__INPUT__

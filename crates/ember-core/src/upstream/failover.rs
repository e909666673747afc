use arc_swap::ArcSwap;
use dashmap::DashMap;
use serde::Serialize;
use serde_json::Value;
use std::{
    collections::HashMap,
    sync::{
        atomic::{AtomicU64, Ordering},
        Arc,
    },
    time::Duration,
};

use crate::{
    metrics::MetricsCollector,
    types::TransportKind,
    upstream::{
        errors::UpstreamError, executor::DirectExecutor, registry::EndpointRegistry,
        selector::SelectOptions,
    },
};

/// Retry policy of the failover path.
#[derive(Debug, Clone, PartialEq)]
pub struct FailoverConfig {
    pub max_retries: u32,
    pub retry_delay: Duration,
    pub backoff_multiplier: f64,
    pub request_timeout: Duration,
    pub default_kind: TransportKind,
}

impl Default for FailoverConfig {
    fn default() -> Self {
        Self {
            max_retries: 3,
            retry_delay: Duration::from_millis(100),
            backoff_multiplier: 2.0,
            request_timeout: Duration::from_secs(10),
            default_kind: TransportKind::Standard,
        }
    }
}

impl FailoverConfig {
    /// Delay before the attempt following `attempt` (zero-based).
    #[must_use]
    pub fn backoff_delay(&self, attempt: u32) -> Duration {
        let exponent = i32::try_from(attempt).unwrap_or(i32::MAX);
        self.retry_delay.mul_f64(self.backoff_multiplier.powi(exponent))
    }
}

/// Per-call overrides; unset fields fall back to [`FailoverConfig`].
#[derive(Debug, Clone, Default)]
pub struct RequestOptions {
    pub kind: Option<TransportKind>,
    pub timeout: Option<Duration>,
    pub retries: Option<u32>,
    pub prefer_staked: bool,
}

impl RequestOptions {
    #[must_use]
    pub fn kind(mut self, kind: TransportKind) -> Self {
        self.kind = Some(kind);
        self
    }

    #[must_use]
    pub fn timeout(mut self, timeout: Duration) -> Self {
        self.timeout = Some(timeout);
        self
    }

    #[must_use]
    pub fn retries(mut self, retries: u32) -> Self {
        self.retries = Some(retries);
        self
    }

    #[must_use]
    pub fn prefer_staked(mut self, prefer: bool) -> Self {
        self.prefer_staked = prefer;
        self
    }
}

/// Snapshot of failover path activity.
#[derive(Debug, Clone, Default, Serialize, PartialEq)]
pub struct FailoverStats {
    pub total_requests: u64,
    pub successful_requests: u64,
    pub failed_requests: u64,
    pub retries: u64,
    pub endpoint_switches: u64,
    pub no_healthy_endpoint: u64,
    pub rate_limit_hits: u64,
    pub requests_by_method: HashMap<String, u64>,
}

#[derive(Default)]
struct FailoverCounters {
    total_requests: AtomicU64,
    successful_requests: AtomicU64,
    failed_requests: AtomicU64,
    retries: AtomicU64,
    endpoint_switches: AtomicU64,
    no_healthy_endpoint: AtomicU64,
    rate_limit_hits: AtomicU64,
    requests_by_method: DashMap<String, u64>,
}

/// Executes single JSON-RPC calls with endpoint failover.
///
/// Each attempt goes to an endpoint not yet tried by this call; failures are recorded
/// against the endpoint before backing off and moving on.
pub struct FailoverClient {
    registry: Arc<EndpointRegistry>,
    executor: Arc<DirectExecutor>,
    metrics_collector: Arc<MetricsCollector>,
    config: ArcSwap<FailoverConfig>,
    counters: FailoverCounters,
}

impl FailoverClient {
    #[must_use]
    pub fn new(
        registry: Arc<EndpointRegistry>,
        executor: Arc<DirectExecutor>,
        metrics_collector: Arc<MetricsCollector>,
        config: FailoverConfig,
    ) -> Self {
        Self {
            registry,
            executor,
            metrics_collector,
            config: ArcSwap::from_pointee(config),
            counters: FailoverCounters::default(),
        }
    }

    #[must_use]
    pub fn config(&self) -> Arc<FailoverConfig> {
        self.config.load_full()
    }

    /// Replaces the retry policy; in-flight calls keep the policy they started with.
    pub fn update_config(&self, config: FailoverConfig) {
        self.config.store(Arc::new(config));
    }

    /// Executes `method` with up to `retries + 1` attempts across distinct endpoints.
    ///
    /// # Errors
    ///
    /// - [`UpstreamError::NoHealthyEndpoint`] as soon as an attempt finds no untried
    ///   healthy endpoint
    /// - the last observed error once all `retries + 1` attempts have failed
    /// - non-retryable errors such as [`UpstreamError::InvalidRequest`] immediately
    pub async fn execute_request(
        &self,
        method: &str,
        params: Option<Value>,
        options: RequestOptions,
    ) -> Result<Value, UpstreamError> {
        let config = self.config.load_full();
        let kind = options.kind.unwrap_or(config.default_kind);
        let timeout = options.timeout.unwrap_or(config.request_timeout);
        let retries = options.retries.unwrap_or(config.max_retries);

        self.counters.total_requests.fetch_add(1, Ordering::Relaxed);
        *self.counters.requests_by_method.entry(method.to_string()).or_insert(0) += 1;

        let mut select_options = SelectOptions::default().prefer_staked(options.prefer_staked);
        let mut last_error: Option<UpstreamError> = None;

        for attempt in 0..=retries {
            let Some(endpoint) = self.registry.select_endpoint(kind, &select_options) else {
                self.counters.no_healthy_endpoint.fetch_add(1, Ordering::Relaxed);
                self.metrics_collector.record_no_healthy_endpoint(kind);
                tracing::warn!(
                    method,
                    kind = %kind,
                    attempt,
                    last_error = last_error.as_ref().map(tracing::field::display),
                    "no healthy endpoint available"
                );
                return Err(self.fail(UpstreamError::NoHealthyEndpoint(kind)));
            };

            if attempt > 0 {
                self.counters.endpoint_switches.fetch_add(1, Ordering::Relaxed);
            }

            tracing::debug!(method, endpoint = %endpoint.id, attempt, "executing request");

            match self.executor.execute(&endpoint, method, params.clone(), timeout).await {
                Ok(execution) => {
                    let latency_ms = execution.latency_ms();
                    self.registry.record_request_success(&endpoint.id, latency_ms);
                    self.metrics_collector.record_request(method, &endpoint.id, true, latency_ms);
                    self.counters.successful_requests.fetch_add(1, Ordering::Relaxed);
                    return Ok(execution.result);
                }
                Err(e) => {
                    self.registry.record_request_failure(&endpoint.id, &e);
                    self.metrics_collector.record_request(method, &endpoint.id, false, 0);
                    self.metrics_collector.record_endpoint_error(&endpoint.id, &e);
                    if e.is_rate_limit() {
                        self.counters.rate_limit_hits.fetch_add(1, Ordering::Relaxed);
                    }

                    if !e.is_retryable() {
                        return Err(self.fail(e));
                    }

                    tracing::debug!(
                        method,
                        endpoint = %endpoint.id,
                        attempt,
                        error = %e,
                        "request attempt failed"
                    );
                    select_options = select_options.exclude(endpoint.id.clone());
                    last_error = Some(e);

                    if attempt < retries {
                        let delay = config.backoff_delay(attempt);
                        self.counters.retries.fetch_add(1, Ordering::Relaxed);
                        self.metrics_collector.record_retry_attempt(
                            method,
                            attempt + 1,
                            u64::try_from(delay.as_millis()).unwrap_or(u64::MAX),
                        );
                        tokio::time::sleep(delay).await;
                    }
                }
            }
        }

        let error = last_error.unwrap_or(UpstreamError::NoHealthyEndpoint(kind));
        tracing::warn!(method, kind = %kind, retries, error = %error, "request failed after all attempts");
        Err(self.fail(error))
    }

    fn fail(&self, error: UpstreamError) -> UpstreamError {
        self.counters.failed_requests.fetch_add(1, Ordering::Relaxed);
        error
    }

    #[must_use]
    pub fn stats(&self) -> FailoverStats {
        FailoverStats {
            total_requests: self.counters.total_requests.load(Ordering::Relaxed),
            successful_requests: self.counters.successful_requests.load(Ordering::Relaxed),
            failed_requests: self.counters.failed_requests.load(Ordering::Relaxed),
            retries: self.counters.retries.load(Ordering::Relaxed),
            endpoint_switches: self.counters.endpoint_switches.load(Ordering::Relaxed),
            no_healthy_endpoint: self.counters.no_healthy_endpoint.load(Ordering::Relaxed),
            rate_limit_hits: self.counters.rate_limit_hits.load(Ordering::Relaxed),
            requests_by_method: self
                .counters
                .requests_by_method
                .iter()
                .map(|entry| (entry.key().clone(), *entry.value()))
                .collect(),
        }
    }
}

__WHAT THE TASK REQUIRES__
Show the lines of the material that contain the word "derive".

__OUTPUT OF THE EXERCISE__
#[derive(Debug, Clone, PartialEq)]
#[derive(Debug, Clone, Default)]
#[derive(Debug, Clone, Default, Serialize, PartialEq)]
#[derive(Default)]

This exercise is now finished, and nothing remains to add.